- Born: 1974 (age 51–52) Belfast
- Occupation: violinist
- Website: darraghmorgan.com

= Darragh Morgan =

Irish violinist

Darragh Morgan (Belfast, 1974) is an Irish violinist. He established himself as a soloist of new music with recitals at Sonorities Festival, as well as in Prague, Malta, Nicosia, Hong Kong, South Korea, Italy, Switzerland, the Netherlands, the United States, throughout the UK, and Ireland.

==Biography==

Morgan was part of The Smith Quartet and the music collective Noszferatu, and was artistic director of Music at Drumcliffe, a chamber music festival in the west of Ireland.
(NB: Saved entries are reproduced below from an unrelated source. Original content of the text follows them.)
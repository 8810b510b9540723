// SPDX-License-Identifier: MIT
// SPDX-FileCopyrightText: 2025 Alexander Minges

//! Stateless helpers reused across the UI.

pub mod content;
pub mod density;
pub mod focus;
pub mod image_size;
pub mod report;
pub mod temp_file;
pub mod text;
pub mod thumbnail;

/// Resolve locators and copy their bytes into temporary files.
pub use content::{ContentResolver, FileResolver, copy_locator_to_temporary_file};
/// Convert DPs into physical pixels.
pub use density::{Density, DensityProvider, dp_to_px};
/// Dismiss the on-screen keyboard.
pub use focus::{hide_keyboard, hide_keyboard_from};
/// Probe and scale image dimensions.
pub use image_size::{ImageSize, image_size, scale_file_to_width, scale_to_width};
/// Surface errors to users.
pub use report::{GENERIC_ERROR_MESSAGE, report_error};
/// Materialize byte streams into temporary files.
pub use temp_file::{
    ByteSource, CopyError, CopyOptions, ReaderSource, TemporaryFile, copy_to_temporary_file,
    copy_to_temporary_file_with, create_temporary_file, create_temporary_file_in,
};
/// Validate and encode form input.
pub use text::{encode_email, is_email_valid, is_name_valid};
/// Build chip thumbnails.
pub use thumbnail::{CHIP_SIZE_DP, chip_thumbnail, is_image};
He plays with the piano group The Fidelio Trio, which gave the European premiere of Michael Nyman's "The Photography of Chance".

Morgan has performed at international festivals including Warsaw Autumn, Ars Musica Brussels, Darmstadt, Aldeburgh, Spitalfields, Cheltenham, OCM, Dubrovnik Summer Festival, New Music Evenings Bratislava, BBC Proms Chamber Music, National Arts Festival Grahamstown, South Africa, Cutting Edge London, Festival D'Automne Paris, Besançon Festival de Musique, Lucerne Festival and Jazz sous les Pommiers, Coutance.

He has performed with many of the world's contemporary music groups including Ensemble Modern, London Sinfonietta, Musik Fabrik, Icebreaker, Birmingham Contemporary Music Group, Remix Ensemble, Jane's Minstrels and Topologies. He broadcasts for BBC Radio 3, was chosen as BBC Radio 4's Pick of the Week, and has appeared on The South Bank Show, SABC, CYBC, RTHK, WDR and RTÉ lyric fm. He appears as soloist with The Ulster Orchestra and performed in the world premiere of Sir John Tavener's Hymn of Dawn.

From 1999 to 2001, Morgan was leader of the Cyprus State Orchestra, and in 2004 was Concertmaster of the KZN Philharmonic in Durban, South Africa. During that year he also became Director of Baroque 2000, South Africa's period instrument orchestra. He leads English Touring Opera and was featured as leader of the orchestra in BBC 2's TV series The Genius of Beethoven.

Morgan is a faculty member of Apple Hill Chamber Music in New Hampshire, USA. He coaches at the Britten-Pears Young Artists Programme, has worked with The Mostar Sinfonietta in Bosnia and has given workshops for Buskaid in Soweto. He gives lecture-recitals on extended violin techniques at Queen's University Belfast, Trinity College Dublin and the Royal Conservatoire of Scotland. He teaches at Goldsmiths College, University of London, and was appointed 'Musician in Residence' at the University of Ulster.

Morgan has worked with a diverse range of international artists, such as Travis, Paul McCartney, The Divine Comedy, David Bowie, The Spice Girls, The Corrs, Jamiroquai, Yvonne Chaka Chaka, Incognito, The Lemon Heads and Brian Kennedy. In the world of Irish Traditional Music he has worked with Mícheál Ó Súilleabháin, Nóirín Ní Riain and Derek Bell of The Chieftains.

In 2020, during the COVID-19 pandemic, he hosted a week-long masterclass over Zoom, teaching students in Mozambique how to play the violin. He said, “It was such a positive experience to work with young musicians who have an insatiable appetite for learning and want to improve. They are so musically intelligent that their progress was really instantaneous.”

==Personal life==
Morgan lives in south east London, with his wife, pianist Mary Dullea, and their children.

In 2023, he completed his PhD at the University of Ulster and became Dr Darragh Morgan.